AI Resistance Isn’t About Age. It’s About Identity and Risk

01.20.26 12:52 PM - By Liz Braun

If you’re feeling uneasy about AI right now, you’re not alone. I hear it in workshops, coaching sessions, and quiet side conversations with smart, capable people who have navigated plenty of change before. The discomfort is real, and it’s easy to assume it has something to do with age or technical skill. That assumption misses the point.


What’s happening has far less to do with when you were born and far more to do with how you define your value.


There’s a persistent myth that younger professionals are naturally more comfortable with AI while older workers struggle to keep up. In practice, the pattern is often reversed. Research and field observations shared by analysts like Charlene Li suggest that many early-career professionals see AI as a direct threat to their job prospects, while more experienced professionals are more likely to see it as leverage. Not because they are more technical, but because they are more grounded in what they bring beyond tools.

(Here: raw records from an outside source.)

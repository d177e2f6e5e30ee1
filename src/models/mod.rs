//! Scheduling domain models.
//!
//! Provides the core data types for representing a pool of due-dated
//! tasks and the multi-day plan produced for them. All types are plain
//! values — the registry owns its tasks, the schedule owns its days,
//! and nothing here holds a reference into anything else.
//!
//! # Time Representation
//!
//! Calendar days are `chrono::NaiveDate`; positions within a day are
//! fractional work-hours (`f64`) counted from the start of the working
//! day, not wall-clock time. The consumer defines when hour 0 falls.

mod registry;
mod schedule;
mod task;

pub use registry::{RegistryError, TaskRegistry};
pub use schedule::{DailyPlan, Event, Schedule, ScheduleRow};
pub use task::Task;
//! Schedule diagnostics.
//!
//! Read-only summary metrics over a finished schedule: how many days it
//! spans, how much work was committed, and where each task's allocation
//! landed.

use chrono::NaiveDate;
use serde::{Deserialize, Serialize};
use std::collections::HashMap;

use crate::models::Schedule;

/// Summary statistics for one scheduling run.
#[derive(Debug, Clone, PartialEq, Serialize, Deserialize)]
pub struct ScheduleStats {
    /// Days that received at least one slot.
    pub day_count: usize,
    /// Total committed slots.
    pub event_count: usize,
    /// Total committed work-hours.
    pub total_hours: f64,
    /// Committed hours per task.
    pub hours_by_task: HashMap<String, f64>,
    /// Day each task received its final slot.
    pub completion_dates: HashMap<String, NaiveDate>,
    /// Mean committed hours per planned day; 0 for an empty schedule.
    pub avg_hours_per_day: f64,
}

impl ScheduleStats {
    /// Computes statistics from a finished schedule.
    pub fn calculate(schedule: &Schedule) -> Self {
        let day_count = schedule.day_count();
        let event_count = schedule.event_count();
        let hours_by_task = schedule.hours_by_task();
        let total_hours: f64 = hours_by_task.values().sum();

        let completion_dates = schedule
            .task_names()
            .into_iter()
            .filter_map(|name| {
                let date = schedule.completion_date(&name)?;
                Some((name, date))
            })
            .collect();

        let avg_hours_per_day = if day_count > 0 {
            total_hours / day_count as f64
        } else {
            0.0
        };

        Self {
            day_count,
            event_count,
            total_hours,
            hours_by_task,
            completion_dates,
            avg_hours_per_day,
        }
    }
}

This is where resistance really lives.


AI challenges identity. It forces uncomfortable questions: If a system can draft, analyze, summarize, or generate ideas faster than I can, what am I still responsible for? What am I valued for? What happens to the expertise I spent years building or haven’t yet had the opportunity to build?


When those questions surface, avoidance can feel safer than curiosity. People hesitate to experiment because they don’t want to look slow, ask basic questions, or confirm a quiet fear that they might be falling behind. That hesitation often shows up as skepticism or dismissal, but underneath it is risk management. Protecting credibility. Protecting confidence. Protecting a sense of self.


I noticed this in myself early on. Even with a technical background, I resisted AI longer than I expected. It wasn’t until a friend casually showed me how he was using it in his day-to-day work that something clicked. Once I engaged, I moved quickly. But I still notice that if I overthink it, the old questions resurface. When that happens, I remind myself to slow down, stay present, and lean into the change rather than trying to outrun it.


Here’s the part that often gets lost in the noise. AI does not replace judgment, context, or lived experience. It amplifies them. It exposes where those qualities matter most. The professionals adapting most effectively are not the ones chasing every new tool. They are the ones rethinking how they contribute value in a world where execution is cheaper, but discernment is not.


If you’re feeling resistance this week, don’t rush to override it. Notice it. Pay attention to the story you’re telling yourself about what AI represents and what it threatens. That awareness is not a weakness. It is the starting point for making intentional choices about how you show up as work continues to change.


You do not need to outrun AI. You need to get clearer about where your judgment still makes the difference.


That clarity is where the real work begins.